Our spiritual “work” is not about making ourselves good. It is about turning away from the bad. This may sound like a semantic game, but it is crucially important. The man in the parable did the most for his rescue by letting go of the rocks he was clinging to, not by later pushing himself upward. The upward movement is enacted by God, not us. We simply need to let that happen.
Of course the letting-it-happen is very difficult. This is the reason why God, through His Holy Church, has given us the myriad spiritual exercises (askesis) for our soul’s benefit. The ascetical life, which is the life of every Orthodox Christian, is intended as a means for us to turn away from evil, not a way by which we make ourselves good. As we slowly turn away from evil, God enters our lives more fully and our soul is filled with His goodness, His love, His virtue – not ours.
The lives of the saints speak to this. We see the amazing spiritual feats they accomplish, yet we hear them say, “I am nothing. God has done this in me. I have accomplished nothing.” They follow the words of our Lord, “So likewise you, when you have done all those things which you are commanded, say, ‘We are unprofitable servants. We have done what is our duty to do.'” (Luke 17:10) We think that the saints are speaking out of humility, when in fact they are speaking the fullness of truth. What they have done, through ‡skesis, is loosening their hold on the rocks, so that God can tug them up. They have no illusion that they pulled themselves up. They only see how hard it was to actually let go of their grip on the rocks.

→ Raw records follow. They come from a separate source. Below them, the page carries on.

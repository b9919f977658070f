//! Server configuration: defaults, `.env`/environment overrides, JSON.

use std::net::SocketAddr;
use std::path::PathBuf;
use std::str::FromStr;
use std::time::Duration;

use serde::{Deserialize, Serialize};

use crate::config::WorkerPoolConfig;
use crate::core::RateTable;
use crate::runtime::FrameLimits;

/// Prefix for every environment variable read by [`ServerConfig::from_env`].
pub const ENV_PREFIX: &str = "LOTWARDEN_";

/// Everything needed to start a server.
#[derive(Debug, Clone, PartialEq, Serialize, Deserialize)]
#[serde(default)]
pub struct ServerConfig {
    /// Interface to bind.
    pub host: String,
    /// Listening port; 0 picks an ephemeral port.
    pub port: u16,
    /// Number of slots.
    pub capacity: usize,
    /// Hourly rate for small vehicles.
    pub small_rate: f64,
    /// Hourly rate for large vehicles.
    pub large_rate: f64,
    /// Snapshot file; `None` keeps state in memory only.
    pub data_file: Option<PathBuf>,
    /// Directory served for non-API paths.
    pub static_dir: Option<PathBuf>,
    /// Worker threads handling connections.
    pub worker_count: usize,
    /// Admission ceiling: connections in flight before new ones get 503.
    pub max_connections: usize,
    /// Timeout for each individual read on a connection.
    pub read_timeout_ms: u64,
    /// Timeout for writing a response.
    pub write_timeout_ms: u64,
    /// Budget for reading one whole request.
    pub request_timeout_ms: u64,
    /// Largest accepted header block, terminator included.
    pub max_header_bytes: usize,
    /// Largest accepted `Content-Length`.
    pub max_body_bytes: usize,
    /// How often the accept loop checks for a stop request.
    pub accept_poll_ms: u64,
    /// Default blocking-admit timeout when the request does not give one.
    pub admit_wait_ms: u64,
    /// Cap on any blocking-admit timeout, including a client `waitMs`.
    pub max_admit_wait_ms: u64,
    /// Enable TCP keepalive on accepted connections.
    pub tcp_keepalive: bool,
}

impl Default for ServerConfig {
    fn default() -> Self {
        Self {
            host: "0.0.0.0".into(),
            port: 8080,
            capacity: 100,
            small_rate: 5.0,
            large_rate: 8.0,
            data_file: Some(PathBuf::from("parking_data.dat")),
            static_dir: None,
            worker_count: num_cpus::get(),
            max_connections: 256,
            read_timeout_ms: 5_000,
            write_timeout_ms: 5_000,
            request_timeout_ms: 15_000,
            max_header_bytes: 8 * 1024,
            max_body_bytes: 64 * 1024,
            accept_poll_ms: 100,
            admit_wait_ms: 0,
            max_admit_wait_ms: 10_000,
            tcp_keepalive: true,
        }
    }
}

impl ServerConfig {
    /// Validate configuration values.
    ///
    /// # Errors
    ///
    /// Returns a description of the first invalid field.
    pub fn validate(&self) -> Result<(), String> {
        if self.capacity == 0 {
            return Err("capacity must be greater than 0".into());
        }
        self.rates()?;
        if self.worker_count == 0 {
            return Err("worker_count must be greater than 0".into());
        }
        if self.max_connections == 0 {
            return Err("max_connections must be greater than 0".into());
        }
        if self.read_timeout_ms == 0 || self.write_timeout_ms == 0 || self.request_timeout_ms == 0 {
            return Err("timeouts must be greater than 0".into());
        }
        if self.max_header_bytes < 16 {
            return Err("max_header_bytes must be at least 16".into());
        }
        if self.accept_poll_ms == 0 {
            return Err("accept_poll_ms must be greater than 0".into());
        }
        if self.admit_wait_ms > self.max_admit_wait_ms {
            return Err("admit_wait_ms must not exceed max_admit_wait_ms".into());
        }
        Ok(())
    }

    /// Parse configuration from a JSON string and validate. Missing fields
    /// keep their defaults.
    ///
    /// # Errors
    ///
    /// Returns a parse or validation message.
    pub fn from_json_str(input: &str) -> Result<Self, String> {
        let cfg: Self = serde_json::from_str(input).map_err(|e| format!("parse error: {e}"))?;
        cfg.validate()?;
        Ok(cfg)
    }

    /// Defaults overridden by `LOTWARDEN_*` variables, after loading `.env`
    /// if one exists.
    ///
    /// # Errors
    ///
    /// Returns a message naming the variable that failed to parse.
    pub fn from_env() -> Result<Self, String> {
        let _ = dotenvy::dotenv();
        Self::from_lookup(|name| std::env::var(name).ok())
    }

    /// Defaults overridden by whatever `lookup` returns for each
    /// `LOTWARDEN_<FIELD>` name. Not validated.
    ///
    /// # Errors
    ///
    /// Returns a message naming the variable that failed to parse.
    pub fn from_lookup<F>(lookup: F) -> Result<Self, String>
    where
        F: Fn(&str) -> Option<String>,
    {
        let mut cfg = Self::default();
        let var = |field: &str| lookup(&format!("{ENV_PREFIX}{field}"));

        if let Some(v) = var("HOST") {
            cfg.host = v;
        }
        override_parsed(&var, "PORT", &mut cfg.port)?;
        override_parsed(&var, "CAPACITY", &mut cfg.capacity)?;
        override_parsed(&var, "SMALL_RATE", &mut cfg.small_rate)?;
        override_parsed(&var, "LARGE_RATE", &mut cfg.large_rate)?;
        if let Some(v) = var("DATA_FILE") {
            cfg.data_file = (!v.is_empty()).then(|| PathBuf::from(v));
        }
        if let Some(v) = var("STATIC_DIR") {
            cfg.static_dir = (!v.is_empty()).then(|| PathBuf::from(v));
        }
        override_parsed(&var, "WORKER_COUNT", &mut cfg.worker_count)?;
        override_parsed(&var, "MAX_CONNECTIONS", &mut cfg.max_connections)?;
        override_parsed(&var, "READ_TIMEOUT_MS", &mut cfg.read_timeout_ms)?;
        override_parsed(&var, "WRITE_TIMEOUT_MS", &mut cfg.write_timeout_ms)?;
        override_parsed(&var, "REQUEST_TIMEOUT_MS", &mut cfg.request_timeout_ms)?;
        override_parsed(&var, "MAX_HEADER_BYTES", &mut cfg.max_header_bytes)?;
        override_parsed(&var, "MAX_BODY_BYTES", &mut cfg.max_body_bytes)?;
        override_parsed(&var, "ACCEPT_POLL_MS", &mut cfg.accept_poll_ms)?;
        override_parsed(&var, "ADMIT_WAIT_MS", &mut cfg.admit_wait_ms)?;
        override_parsed(&var, "MAX_ADMIT_WAIT_MS", &mut cfg.max_admit_wait_ms)?;
        override_parsed(&var, "TCP_KEEPALIVE", &mut cfg.tcp_keepalive)?;
        Ok(cfg)
    }

    /// Rate table built from `small_rate` and `large_rate`.
    ///
    /// # Errors
    ///
    /// Fails unless both rates are positive.
    pub fn rates(&self) -> Result<RateTable, String> {
        RateTable::new(self.small_rate, self.large_rate)
            .ok_or_else(|| "small_rate and large_rate must be positive".into())
    }

    /// Worker pool settings derived from this configuration.
    #[must_use]
    pub fn pool_config(&self) -> WorkerPoolConfig {
        WorkerPoolConfig::new()
            .with_worker_count(self.worker_count)
            .with_thread_name_prefix("lw-conn")
    }

    /// Framing bounds derived from this configuration.
    #[must_use]
    pub const fn frame_limits(&self) -> FrameLimits {
        FrameLimits {
            max_header_bytes: self.max_header_bytes,
            max_body_bytes: self.max_body_bytes,
            request_timeout: Duration::from_millis(self.request_timeout_ms),
        }
    }

    /// Per-read socket timeout.
    #[must_use]
    pub const fn read_timeout(&self) -> Duration {
        Duration::from_millis(self.read_timeout_ms)
    }

    /// Per-write socket timeout.
    #[must_use]
    pub const fn write_timeout(&self) -> Duration {
        Duration::from_millis(self.write_timeout_ms)
    }

    /// Accept loop poll interval.
    #[must_use]
    pub const fn accept_poll(&self) -> Duration {
        Duration::from_millis(self.accept_poll_ms)
    }

    /// Default blocking-admit timeout.
    #[must_use]
    pub const fn admit_wait(&self) -> Duration {
        Duration::from_millis(self.admit_wait_ms)
    }

    /// Longest blocking-admit timeout the server honours.
    #[must_use]
    pub const fn max_admit_wait(&self) -> Duration {
        Duration::from_millis(self.max_admit_wait_ms)
    }

    /// `host:port` as a socket address.
    ///
    /// # Errors
    ///
    /// Fails if `host` is not an IP address.
    pub fn socket_addr(&self) -> Result<SocketAddr, String> {
        format!("{}:{}", self.host, self.port)
            .parse()
            .map_err(|e| format!("invalid listen address {}:{}: {e}", self.host, self.port))
    }
}

fn override_parsed<T, V>(var: &V, field: &str, slot: &mut T) -> Result<(), String>
where
    T: FromStr,
    T::Err: std::fmt::Display,
    V: Fn(&str) -> Option<String>,
{
    if let Some(raw) = var(field) {
        *slot = raw
            .trim()
            .parse()
            .map_err(|e| format!("{ENV_PREFIX}{field}={raw}: {e}"))?;
    }
    Ok(())
}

The reason we fall into the trap of imagining that we can make ourselves good is because we don’t really believe that God will do the immense work of pulling us up. We think we have to climb our way up. Then we fall. Then we try again, and we fall. We don’t realize that we are actually quite attached to those rocks at the bottom, and that God wants to tug us up. He wants to do for us what we in no way deserve. He wants to do ALL of the work. Yet we cling on to the things of this world, preferring passing pleasures and desires: holding tightly to the rocks, so that His salvific work is hampered.
The work of our spiritual life is to let go of evil, to let go of sin. This is the heart of repentance: the humble recognition that we are still clinging onto the rocks. We can then say to God, “Ah, here I still am, holding onto this thing here, while You want to pull me up. Forgive me. It’s hard to let go.” Repentance becomes perpetual, and humility grows. Then God becomes unhindered by our self-will and we relinquish our will to Him.
This is the proper way to understand repentance. It’s the natural state of created beings. Look at the new flowers which unfailingly turn toward the sunlight. They are all saying to the sun: You are the source of light. Now imagine a poor, pathetic flower which is turned toward itself, bent downward and therefore unable to feel the sun’s rays on its petals. This is the state of fallen humanity. Repentance is the turning away and letting go of the selfish ego, so that we can turn toward the light.
As we enter the Apostles Fast, let us remember those words of the Chief Apostle Paul: “Since we are surrounded by so great a cloud of witnesses, let us lay aside every weight, and the sin which so easily ensnares us.” (Hebrews 12:1) This is our spiritual work: the hard work of letting go. God will do the rest.